Une ligne « rigoriste » est, elle, incarnée par Eric Woerth, qui insiste sur les efforts nécessaires de maitrise des dépenses publiques. Pas question pour l’ancien ministre du Budget de cantonner la dette Covid dans une caisse spécifique. Ce serait « un artifice inutile et dangereux », explique-t-il. Selon lui, une telle option rendrait inéluctable la création d’un impôt pour remettre cette caisse à flots.
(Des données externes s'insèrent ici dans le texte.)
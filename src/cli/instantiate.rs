//! `meshcell instantiate`

use super::common::{load_bindings, load_overrides, load_template};
use crate::config::{EngineConfig, UnmatchedPolicy};
use crate::instantiate::{InstantiationRequest, Instantiator};
use crate::persist::{self, ArtifactLayout};
use anyhow::Result;
use clap::Args;
use colored::Colorize;
use std::path::PathBuf;

/// Create an instance from a template.
///
/// Writes `<output-dir>/<instance>.yaml` and one `<output-dir>/<secret>.yaml` per TLS
/// secret. Either every file is written or none is.
#[derive(Args, Debug)]
pub struct InstantiateCommand {
    /// Template to instantiate
    #[arg(short, long, value_name = "FILE")]
    pub template: PathBuf,

    /// Name of the new instance (lowercase RFC 1123 label)
    #[arg(short, long, value_name = "NAME")]
    pub instance: String,

    /// Dependency bindings (alias -> org/name/version/instance)
    #[arg(short, long, value_name = "FILE")]
    pub bindings: Option<PathBuf>,

    /// Per-component overrides
    #[arg(short, long, value_name = "FILE")]
    pub overrides: Option<PathBuf>,

    /// Destination directory (default from config, `target/meshcell`)
    #[arg(long, value_name = "DIR")]
    pub output_dir: Option<PathBuf>,

    /// What to do with overrides for components the template lacks
    #[arg(long, value_enum)]
    pub unmatched: Option<UnmatchedPolicy>,

    /// Print the documents instead of writing them
    #[arg(long)]
    pub dry_run: bool,
}

impl InstantiateCommand {
    /// Run the command.
    ///
    /// # Errors
    ///
    /// Returns an error if an input cannot be loaded, instantiation fails, or the
    /// artifacts cannot be written.
    pub async fn execute(self, mut config: EngineConfig, quiet: bool) -> Result<()> {
        if let Some(policy) = self.unmatched {
            config.overrides.unmatched = policy;
        }
        if let Some(dir) = self.output_dir {
            config.output.dir = dir;
        }

        let template = load_template(&self.template).await?;
        let request = InstantiationRequest::new(self.instance)
            .with_bindings(load_bindings(self.bindings.as_deref()).await?)
            .with_overrides(load_overrides(self.overrides.as_deref()).await?);

        let layout = ArtifactLayout::new(config.output.dir.clone());
        let result = Instantiator::new(config).instantiate(&template, &request)?;
        let artifacts = persist::render(&result, &layout)?;

        if self.dry_run {
            for artifact in &artifacts {
                println!("# {}", artifact.path.display());
                println!("---");
                print!("{}", artifact.contents);
            }
            return Ok(());
        }

        let written = persist::write_artifacts(artifacts).await?;
        if !quiet {
            println!(
                "{} Instantiated {} '{}' as '{}'",
                "✓".green(),
                template.kind,
                template.name(),
                request.instance_name.bold()
            );
            for path in &written {
                println!("  {}", path.display());
            }
        }
        Ok(())
    }
}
Le PS veut taxer les Gafa et les riches
Le premier secrétaire du PS Olivier Faure entend mettre à contribution « les profiteurs de la crise ». Il cite dans cette catégorie les Gafam, les laboratoires pharmaceutiques et la grande distribution « qui se sont enrichis fortement » durant la période récente. L’an dernier au printemps, le groupe PS à l’Assemblée nationale avait proposé dans une tribune au JDD de lever un impôt sur « les 1% de contribuables qui concentrent aujourd’hui près de 20% de la richesse nationale ». S’y ajouteraient une nouvelle tranche d’impôt sur le revenu, une réforme des prélèvements sur les gains de l’épargne, une restauration de l’ISF, une hausse des droits de succession, des mesures contre l’optimisation fiscale des entreprises au niveau européen… Tout en précisant : « Les 99% citoyens qui ne participeront pas à cet « effort de paix » ne doivent pas être exonérés d’une réflexion au long cours sur une réforme en profondeur de notre fiscalité, notre style de vie ou encore notre modèle de développement… »
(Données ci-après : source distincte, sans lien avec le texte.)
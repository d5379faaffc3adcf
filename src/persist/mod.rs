//! All-or-nothing persistence of instantiation artifacts.
//!
//! Every artifact is serialized up front ([`render`]), staged to a temporary file in
//! its destination directory, and only then renamed into place ([`write_artifacts`]).
//! Artifacts are committed in order and the finalized instance comes last, so the
//! instance file only appears once every secret it references is in place. If a
//! rename fails, the artifacts already renamed by the same call are removed.

use crate::codec;
use crate::core::{MeshError, Result};
use crate::instantiate::Instantiation;
use futures::future::try_join_all;
use std::io::Write;
use std::path::{Path, PathBuf};
use tempfile::NamedTempFile;
use tracing::{debug, info, warn};

/// Where the artifacts of an instantiation go.
#[derive(Debug, Clone, PartialEq, Eq)]
pub struct ArtifactLayout {
    dir: PathBuf,
}

impl ArtifactLayout {
    #[must_use]
    pub fn new(dir: impl Into<PathBuf>) -> Self {
        Self {
            dir: dir.into(),
        }
    }

    #[must_use]
    pub fn dir(&self) -> &Path {
        &self.dir
    }

    /// `<dir>/<instance>.yaml`
    #[must_use]
    pub fn instance_path(&self, instance_name: &str) -> PathBuf {
        self.dir.join(format!("{instance_name}.yaml"))
    }

    /// `<dir>/<secret>.yaml`
    #[must_use]
    pub fn secret_path(&self, secret_name: &str) -> PathBuf {
        self.dir.join(format!("{secret_name}.yaml"))
    }
}

/// One serialized document and its destination.
#[derive(Debug, Clone, PartialEq, Eq)]
pub struct Artifact {
    pub path: PathBuf,
    pub contents: String,
}

/// Serialize the secrets and the instance, in commit order: secrets first, instance last.
///
/// # Errors
///
/// Returns [`MeshError::SerializeFailed`] if any document fails to serialize.
pub fn render(instantiation: &Instantiation, layout: &ArtifactLayout) -> Result<Vec<Artifact>> {
    let mut artifacts = Vec::with_capacity(1 + instantiation.secrets.len());
    for secret in &instantiation.secrets {
        artifacts.push(Artifact {
            path: layout.secret_path(secret.name()),
            contents: codec::serialize_secret(secret)?,
        });
    }
    artifacts.push(Artifact {
        path: layout.instance_path(instantiation.instance.name()),
        contents: codec::serialize_instance(&instantiation.instance)?,
    });
    Ok(artifacts)
}

/// Write every artifact or none of them. Returns the written paths in commit order.
///
/// Artifacts are renamed into place in the order given; [`render`] puts the instance last.
///
/// # Errors
///
/// Returns [`MeshError::PersistFailed`] naming the path that could not be written.
pub async fn write_artifacts(artifacts: Vec<Artifact>) -> Result<Vec<PathBuf>> {
    if artifacts.is_empty() {
        return Ok(Vec::new());
    }

    let tasks = artifacts.into_iter().map(|artifact| {
        tokio::task::spawn_blocking(move || {
            let file = stage(&artifact.path, &artifact.contents)?;
            Ok::<_, MeshError>((artifact.path, file))
        })
    });
    let staged = try_join_all(tasks)
        .await
        .map_err(|e| MeshError::Other {
            message: format!("artifact staging task failed: {e}"),
        })?
        .into_iter()
        .collect::<Result<Vec<_>>>()?;

    let mut committed: Vec<PathBuf> = Vec::with_capacity(staged.len());
    for (path, file) in staged {
        if let Err(e) = file.persist(&path) {
            rollback(&committed);
            return Err(MeshError::PersistFailed {
                path: path.display().to_string(),
                reason: e.error.to_string(),
            });
        }
        info!("Wrote {}", path.display());
        committed.push(path);
    }

    Ok(committed)
}

fn stage(path: &Path, contents: &str) -> Result<NamedTempFile> {
    let failed = |reason: String| MeshError::PersistFailed {
        path: path.display().to_string(),
        reason,
    };

    let dir = match path.parent() {
        Some(parent) if !parent.as_os_str().is_empty() => parent,
        _ => Path::new("."),
    };
    std::fs::create_dir_all(dir)
        .map_err(|e| failed(format!("cannot create {}: {e}", dir.display())))?;

    let mut file = NamedTempFile::new_in(dir).map_err(|e| failed(e.to_string()))?;
    file.write_all(contents.as_bytes()).map_err(|e| failed(e.to_string()))?;
    file.as_file().sync_all().map_err(|e| failed(e.to_string()))?;
    debug!("Staged {} at {}", path.display(), file.path().display());
    Ok(file)
}

fn rollback(committed: &[PathBuf]) {
    for path in committed {
        match std::fs::remove_file(path) {
            Ok(()) => debug!("Rolled back {}", path.display()),
            Err(e) => warn!("Failed to roll back {}: {}", path.display(), e),
        }
    }
}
LFI, favorable à l’annulation
La France insoumise est le principal défenseur d’une annulation de la dette. « Personne ne paiera jamais la dette publique », assure-t-il. Jean-Luc Mélenchon s’en est longuement expliqué sur son blog dès avril 2020. Le leader des Insoumis a un plan en deux temps. D’abord, ce qu’il appelle « la petite annulation ». Il s’agirait de convertir les emprunts français détenus par la Banque centrale européenne en rente perpétuelle à taux nul (un oxymore). Autrement dit, cette dette n’aurait plus de sens. Mélenchon veut ensuite appliquer la même recette aux autres détenteurs des emprunts français. Il considère que « une fois soulagé de la dette, on peut planifier la redéfinition de la façon de produire et d’échanger, de l’énergie, des infrastructures publiques et ainsi de suite. Et on peut réemprunter ». Il ne dit pas quel créancier il envisagerait de solliciter après une telle opération. Par ailleurs, le candidat à la présidentielle propose que l’État prenne l’argent des Livrets A et qu’il supprime les avantages fiscaux de l’assurance-vie pour les épargnants qui détiennent des titres d’entreprises étrangères.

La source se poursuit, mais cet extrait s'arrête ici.